Por: Giovanni Cegarra…
Por los días santos, el Lunes Santo, para ser más precisos, en Mérida, capital del municipio Libertador del estado Mérida, se cumplía en medio de la espiritualidad que ello implica, una tradición inigualable de fe, el Viacrucis de La Montaña, iniciado hace 41 años por Mons. Baltazar Enrique Porras Cardozo, cuando era el Obispo Auxiliar de esta urbe andina venezolana, hoy Cardenal de Venezuela, tradición religiosa, que, por razones inexplicables, fue rota, de buenas a primeras.
El Viacrucis de la Montaña en Mérida, tenía un recorrido andino de varias estaciones, partiendo desde la sede del Palacio Arzobispal, siguiendo ruta por calles y avenidas, hasta lo que hoy conocemos como Boulevard “Las Heroínas”, bajar por la cuesta del teleférico, llegar a la Posada Doña Rosa, en el sector San Jacinto, donde se celebraba la santa misa, luego regresar al sitio de la partida, todo un acontecimiento digno de la espiritualidad andina merideña venezolana, que yo por hoy, ha sido rota, sin razón de ser.
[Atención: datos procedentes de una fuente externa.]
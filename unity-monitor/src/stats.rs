// Copyright (c) The esp-ram-test Contributors
// SPDX-License-Identifier: MIT OR Apache-2.0

//! Aggregated pass/fail statistics for a monitored test run.

use crate::classify::LineEvent;
use std::fmt;

/// The verdict carried by a single test result line.
#[derive(Copy, Clone, Debug, Eq, PartialEq, Hash)]
pub enum TestStatus {
    /// The line contained `:PASS`.
    Pass,
    /// The line contained `:FAIL`.
    Fail,
}

impl TestStatus {
    /// Returns the status as it appears in Unity output.
    pub fn as_str(self) -> &'static str {
        match self {
            Self::Pass => "PASS",
            Self::Fail => "FAIL",
        }
    }
}

impl fmt::Display for TestStatus {
    fn fmt(&self, f: &mut fmt::Formatter<'_>) -> fmt::Result {
        f.write_str(self.as_str())
    }
}

/// A single parsed test result, e.g. `test/test_math.c:12:test_sub:FAIL:expected 5 got 4`.
#[derive(Clone, Debug, Eq, PartialEq)]
pub struct TestResultRecord {
    /// The name of the test function.
    pub test_name: String,

    /// The file name, without any leading directories.
    pub file: String,

    /// The line number, passed through as written.
    pub line: String,

    /// Whether the test passed or failed.
    pub status: TestStatus,

    /// The failure message, or an empty string.
    pub message: String,
}

/// Statistics for a monitored test run.
///
/// While counts are only built up from individual result lines,
/// `tests_run == tests_passed + tests_failed` holds. A Unity summary line replaces the counts
/// wholesale but leaves `passed_tests` and `failed_tests` alone, so afterwards the list lengths
/// may disagree with the counts. That is the expected behavior: the summary is the authoritative
/// tally, and the lists only hold what was actually seen on the wire.
#[derive(Clone, Debug, Default, Eq, PartialEq)]
pub struct Stats {
    /// The number of tests that ran.
    pub tests_run: usize,

    /// The number of tests that passed.
    pub tests_passed: usize,

    /// The number of tests that failed.
    pub tests_failed: usize,

    /// Parsed records for passing tests, in capture order.
    pub passed_tests: Vec<TestResultRecord>,

    /// Parsed records for failing tests, in capture order.
    pub failed_tests: Vec<TestResultRecord>,
}

impl Stats {
    /// Returns true if at least one test ran and none of them failed.
    ///
    /// A run where no tests were observed is never a success, even if the target reported that it
    /// completed.
    pub fn is_success(&self) -> bool {
        self.tests_run > 0 && self.tests_failed == 0
    }
}

/// Owns the [`Stats`] for a run and updates them from classified lines.
#[derive(Clone, Debug, Default)]
pub struct StatsAggregator {
    stats: Stats,
}

impl StatsAggregator {
    /// Creates an aggregator with all counts at zero.
    pub fn new() -> Self {
        Self::default()
    }

    /// Applies a classified line to the statistics.
    ///
    /// Events that don't carry test results are ignored.
    pub fn apply(&mut self, event: &LineEvent) {
        match event {
            LineEvent::TestResult { status, record } => {
                self.on_test_result(*status, record.as_ref());
            }
            LineEvent::Summary { run, failed } => self.on_summary(*run, *failed),
            LineEvent::MalformedSummary
            | LineEvent::TerminalMarker(_)
            | LineEvent::FallbackMarker { .. }
            | LineEvent::Unclassified => {}
        }
    }

    /// Returns the statistics gathered so far.
    pub fn stats(&self) -> &Stats {
        &self.stats
    }

    /// Consumes the aggregator, returning the final statistics.
    pub fn into_stats(self) -> Stats {
        self.stats
    }

    fn on_test_result(&mut self, status: TestStatus, record: Option<&TestResultRecord>) {
        self.stats.tests_run += 1;
        let list = match status {
            TestStatus::Pass => {
                self.stats.tests_passed += 1;
                &mut self.stats.passed_tests
            }
            TestStatus::Fail => {
                self.stats.tests_failed += 1;
                &mut self.stats.failed_tests
            }
        };
        // Lines that mention PASS/FAIL but don't have enough fields are still counted.
        if let Some(record) = record {
            list.push(record.clone());
        }
    }

    fn on_summary(&mut self, run: usize, failed: usize) {
        self.stats.tests_run = run;
        self.stats.tests_failed = failed;
        self.stats.tests_passed = run.saturating_sub(failed);
    }
}
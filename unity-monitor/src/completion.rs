// Copyright (c) The esp-ram-test Contributors
// SPDX-License-Identifier: MIT OR Apache-2.0

//! Detection of the end of a monitored test run.

use crate::classify::{CompletionTrigger, LineEvent};
use std::time::Duration;

/// The state of a monitoring session.
#[derive(Copy, Clone, Debug, Eq, PartialEq, Hash)]
pub enum MonitorState {
    /// No completion trigger has been seen and the deadline hasn't passed.
    Running,

    /// A completion trigger was seen.
    Completed,

    /// The deadline passed before any completion trigger was seen.
    TimedOut,
}

impl MonitorState {
    /// Returns true if no further transitions are possible.
    pub fn is_terminal(self) -> bool {
        !matches!(self, Self::Running)
    }
}

/// Tracks whether a run has completed or timed out.
///
/// Whichever terminal condition is observed first wins. Once the detector has left
/// [`MonitorState::Running`], all further events and deadline checks are no-ops.
#[derive(Clone, Debug)]
pub struct CompletionDetector {
    timeout: Duration,
    state: MonitorState,
    trigger: Option<CompletionTrigger>,
}

impl CompletionDetector {
    /// Creates a new detector which times out once `timeout` has elapsed.
    pub fn new(timeout: Duration) -> Self {
        Self {
            timeout,
            state: MonitorState::Running,
            trigger: None,
        }
    }

    /// Returns the current state.
    pub fn state(&self) -> MonitorState {
        self.state
    }

    /// Returns the trigger that completed the run, if any.
    pub fn trigger(&self) -> Option<CompletionTrigger> {
        self.trigger
    }

    /// Returns the configured timeout.
    pub fn timeout(&self) -> Duration {
        self.timeout
    }

    /// Feeds a classified line into the detector.
    ///
    /// Returns the trigger if this event is the one that completed the run.
    pub fn on_event(&mut self, event: &LineEvent) -> Option<CompletionTrigger> {
        if self.state.is_terminal() {
            return None;
        }
        let trigger = event.completion_trigger()?;
        self.state = MonitorState::Completed;
        self.trigger = Some(trigger);
        Some(trigger)
    }

    /// Checks the elapsed time against the deadline.
    ///
    /// Returns true if this check is the one that timed the run out.
    pub fn check_deadline(&mut self, elapsed: Duration) -> bool {
        if self.state.is_terminal() || elapsed < self.timeout {
            return false;
        }
        self.state = MonitorState::TimedOut;
        true
    }
}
Lugareños y visitantes por esta temporada santa, que visitaban a Mérida para participar en el tradicional Viacrucis de La Montaña, han mostrado su descontento por el cambio de la ruta del referido viacrucis, que consideran toda una falta de respeto a la feligresía que acudía con sobrada fe, a cumplirlo en el recorrido ya descrito, preguntándose quien ha sido el artífice de tal decisión, que rompe a secas, toda una tradición religiosa.
Sin pretender menospreciar, el Viacrucis Urbano del Lunes Santo que ahora se cumple, para propios y extraños, la duda e interrogante, pone en tela de juicio, a quien o quienes, tuvieron la negativa decisión de darle otro recorrido al Viaducto de La Montaña, que debe ser restablecido al que le vio nacer, santo recorrido que hermanaba a todos por igual, constituía todo un verdadero acervo tradicional religioso, que hoy es, rota tradición religiosa.